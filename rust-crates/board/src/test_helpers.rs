//! Scriptable in-memory ledger and wallet for tests.

use crate::{
    ledger::{
        AccountId,
        LedgerError,
        LedgerView,
        TransactionRequest,
        TransactionResult,
    },
    session::{
        SessionChannels,
        SessionEvent,
        WalletError,
        WalletErrorKind,
        WalletSession,
    },
};
use async_trait::async_trait;
use base64::{
    Engine,
    engine::general_purpose::STANDARD,
};
use parking_lot::Mutex;
use serde_json::Value;
use std::{
    collections::{
        HashMap,
        VecDeque,
    },
    time::Duration,
};
use tokio::sync::{
    broadcast,
    watch,
};

/// Base64 row token: a 4 byte header followed by one 8 byte record per
/// color.
pub fn encode_line(colors: &[u32]) -> String {
    let mut bytes = (colors.len() as u32).to_le_bytes().to_vec();
    for color in colors {
        bytes.extend_from_slice(&color.to_le_bytes());
        bytes.extend_from_slice(&[0; 4]);
    }
    STANDARD.encode(bytes)
}

#[derive(Clone, Debug)]
pub struct Reply {
    result: Result<Value, String>,
    delay: Option<Duration>,
}

impl Reply {
    pub fn ok(value: Value) -> Self {
        Self {
            result: Ok(value),
            delay: None,
        }
    }

    pub fn err(message: impl Into<String>) -> Self {
        Self {
            result: Err(message.into()),
            delay: None,
        }
    }

    pub fn after(mut self, delay: Duration) -> Self {
        self.delay = Some(delay);
        self
    }
}

#[derive(Default)]
struct FakeLedgerState {
    standing: HashMap<String, Reply>,
    queued: HashMap<String, VecDeque<Reply>>,
    calls: Vec<(String, Value)>,
}

/// Answers view calls from scripted replies. Queued one-shot replies are
/// used before the standing reply for a method.
#[derive(Default)]
pub struct FakeLedger {
    state: Mutex<FakeLedgerState>,
}

impl FakeLedger {
    pub fn new() -> Self {
        Self::default()
    }

    pub fn set(&self, method: &str, reply: Reply) {
        self.state.lock().standing.insert(method.to_string(), reply);
    }

    pub fn once(&self, method: &str, reply: Reply) {
        self.state
            .lock()
            .queued
            .entry(method.to_string())
            .or_default()
            .push_back(reply);
    }

    pub fn call_count(&self, method: &str) -> usize {
        self.state
            .lock()
            .calls
            .iter()
            .filter(|(called, _)| called == method)
            .count()
    }

    pub fn calls_to(&self, method: &str) -> Vec<Value> {
        self.state
            .lock()
            .calls
            .iter()
            .filter(|(called, _)| called == method)
            .map(|(_, args)| args.clone())
            .collect()
    }

    pub fn total_calls(&self) -> usize {
        self.state.lock().calls.len()
    }
}

#[async_trait]
impl LedgerView for FakeLedger {
    async fn view(
        &self,
        _contract_id: &str,
        method: &str,
        args: Value,
    ) -> Result<Value, LedgerError> {
        let reply = {
            let mut state = self.state.lock();
            state.calls.push((method.to_string(), args));
            let queued = state
                .queued
                .get_mut(method)
                .and_then(VecDeque::pop_front);
            queued.or_else(|| state.standing.get(method).cloned())
        };
        let Some(reply) = reply else {
            return Err(LedgerError::Rpc(format!("no reply scripted for {method}")));
        };
        if let Some(delay) = reply.delay {
            tokio::time::sleep(delay).await;
        }
        reply.result.map_err(LedgerError::Rpc)
    }
}

struct FakeWalletState {
    restore_result: Result<Option<AccountId>, WalletError>,
    restore_delay: Option<Duration>,
    restore_calls: usize,
    send_replies: VecDeque<Result<TransactionResult, WalletError>>,
    send_delay: Option<Duration>,
    sent: Vec<TransactionRequest>,
}

/// Wallet whose restore, identity and transaction replies are scripted.
/// Unscripted sends succeed.
pub struct FakeWallet {
    channels: SessionChannels,
    state: Mutex<FakeWalletState>,
}

impl Default for FakeWallet {
    fn default() -> Self {
        Self::new()
    }
}

impl FakeWallet {
    pub fn new() -> Self {
        Self {
            channels: SessionChannels::new(),
            state: Mutex::new(FakeWalletState {
                restore_result: Ok(None),
                restore_delay: None,
                restore_calls: 0,
                send_replies: VecDeque::new(),
                send_delay: None,
                sent: Vec::new(),
            }),
        }
    }

    pub fn restore_to(&self, account: Option<AccountId>) {
        self.state.lock().restore_result = Ok(account);
    }

    pub fn fail_restore(&self, err: WalletError) {
        self.state.lock().restore_result = Err(err);
    }

    pub fn restore_after(&self, delay: Duration) {
        self.state.lock().restore_delay = Some(delay);
    }

    pub fn restore_calls(&self) -> usize {
        self.state.lock().restore_calls
    }

    /// Change the identity the way an external account switch would.
    pub fn resolve_account(&self, account: Option<AccountId>) {
        self.channels.resolve(account);
    }

    pub fn reply_to_send(&self, reply: Result<TransactionResult, WalletError>) {
        self.state.lock().send_replies.push_back(reply);
    }

    pub fn send_after(&self, delay: Duration) {
        self.state.lock().send_delay = Some(delay);
    }

    pub fn sent(&self) -> Vec<TransactionRequest> {
        self.state.lock().sent.clone()
    }
}

#[async_trait]
impl WalletSession for FakeWallet {
    async fn restore(&self) -> Result<Option<AccountId>, WalletError> {
        let (result, delay) = {
            let mut state = self.state.lock();
            state.restore_calls += 1;
            (state.restore_result.clone(), state.restore_delay)
        };
        if let Some(delay) = delay {
            tokio::time::sleep(delay).await;
        }
        self.channels
            .resolve(result.as_ref().ok().cloned().flatten());
        result
    }

    async fn connect(&self, account_id: &AccountId) -> Result<AccountId, WalletError> {
        self.channels.set_connected(account_id.clone());
        Ok(account_id.clone())
    }

    async fn disconnect(&self) -> Result<(), WalletError> {
        self.channels.set_disconnected();
        Ok(())
    }

    fn account_id(&self) -> Option<AccountId> {
        self.channels.current()
    }

    async fn send_transaction(
        &self,
        request: TransactionRequest,
    ) -> Result<TransactionResult, WalletError> {
        if self.account_id().is_none() {
            return Err(WalletError::new(
                WalletErrorKind::NotConnected,
                "wallet is not connected",
            ));
        }
        let (reply, delay) = {
            let mut state = self.state.lock();
            state.sent.push(request);
            (state.send_replies.pop_front(), state.send_delay)
        };
        if let Some(delay) = delay {
            tokio::time::sleep(delay).await;
        }
        reply.unwrap_or_else(|| {
            Ok(TransactionResult {
                transaction_hash: Some("FakeTx1111".to_string()),
                output: String::new(),
            })
        })
    }

    fn subscribe(&self) -> broadcast::Receiver<SessionEvent> {
        self.channels.subscribe()
    }

    fn account_changes(&self) -> watch::Receiver<Option<AccountId>> {
        self.channels.account_changes()
    }
}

[Instructions to follow]: Where does the word "TransactionRequest" appear in the listing? List each line that holds it.

[Exercise solution]:
        TransactionRequest,
    sent: Vec<TransactionRequest>,
    pub fn sent(&self) -> Vec<TransactionRequest> {
        request: TransactionRequest,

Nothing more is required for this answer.